Shock bowel describes the intestinal CT findings seen in trauma patients who are initially hypotensive and hypovolemic; diffuse small-bowel wall thickening, fluid-filled, dilated small-bowel loops, and pronounced mucosal enhancement. The large bowel usually appears normal. Other CT findings related to systemic hypotension or hypovolemia include a flattened inferior vena cava (IVC), small-caliber aorta, and intense renal enhancement, the latter due to hypoperfusion. These generally resolve completely with effective fluid management.
Shock bowel (two patients). The small bowel wall is diffusely edematous with dramatic mucosal enhancement, most pronounced in the proximal small bowel. In both cases, the inferior vena cava is flattened and the kidneys enhance intensely into the excretory phase. Intraperitoneal and intramesenteric fluid are present.
Small-bowel injuries are often clinically subtle. Distracting injuries, intoxication, and depressed consciousness limit the sen- sitivity of physical examination. Small amounts of intraperitoneal fluid may be missed on initial FAST examination, and peritoneal signs may be delayed. Witnessed or suspected abdominal impact and abdominal wall bruising should raise suspicion for bowel contusion or other gastrointestinal injury.
CT has decreased the historic need for exploratory laparotomies after blunt abdominal trauma and should be obtained in any stable patient. Focal small-bowel thickening indicates a probable contusion, and may be associated with discrete intramural or mesenteric hematoma.
Blunt small-bowel injury. Thickened proximal small-bowel loops with the appearance of “Cheerios” in transverse section.
The consequences of small-bowel laceration are blood loss and peritoneal contamination. Spillage of the intestinal contents into the abdomen ultimately produces a suppurative peritonitis that may take up to 8 hours to manifest clinically, or longer if the patient is unconscious or sedated. Concomitant mesenteric and visceral injuries are often present.
Small-bowel laceration. Free intraperitoneal air and fluid interposed between the duodenum and gallbladder.
Pneumoperitoneum, oral contrast extravasation, bowel wall discontinuity, or mesenteric vascular extravasation are indications for urgent operative exploration.
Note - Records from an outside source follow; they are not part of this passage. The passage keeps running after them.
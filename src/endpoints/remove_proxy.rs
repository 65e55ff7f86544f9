use crate::{endpoints::EndpointError, Session};
use reqwest::Client;
use serde_derive::Serialize;

/// Delete a tunnel by id, returning the service's success flag.
pub async fn remove_proxy(
    client: &Client,
    hostname: &str,
    session: &Session,
    proxy_id: &str,
) -> Result<bool, EndpointError> {
    let data = Data {
        session: &session.token,
        proxy_id,
    };
    let response = super::send_form(
        client,
        hostname,
        "frp/api/removeProxy",
        Some(session),
        &data,
    )
    .await?;

    let body = response.text().await?;
    log::trace!("Response: {}", body);

    let parsed: super::FlagResponse = serde_json::from_str(&body)?;

    Ok(parsed.flag)
}

#[derive(Debug, Copy, Clone, Serialize)]
struct Data<'a> {
    session: &'a str,
    proxy_id: &'a str,
}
In contrast to most solid organ injuries (e.g., spleen or liver), which can often be safely observed, bowel perforation must be managed surgically.
Small amounts of free fluid, bowel wall thickening, mesenteric stranding, and bowel mucosal enhancement are suggestive findings, and surgery should be considered if two or more of these are present. In penetrating trauma, such as stab wounds, small amounts of extraluminal gas are nonspecific and can be due to air from the wound tract.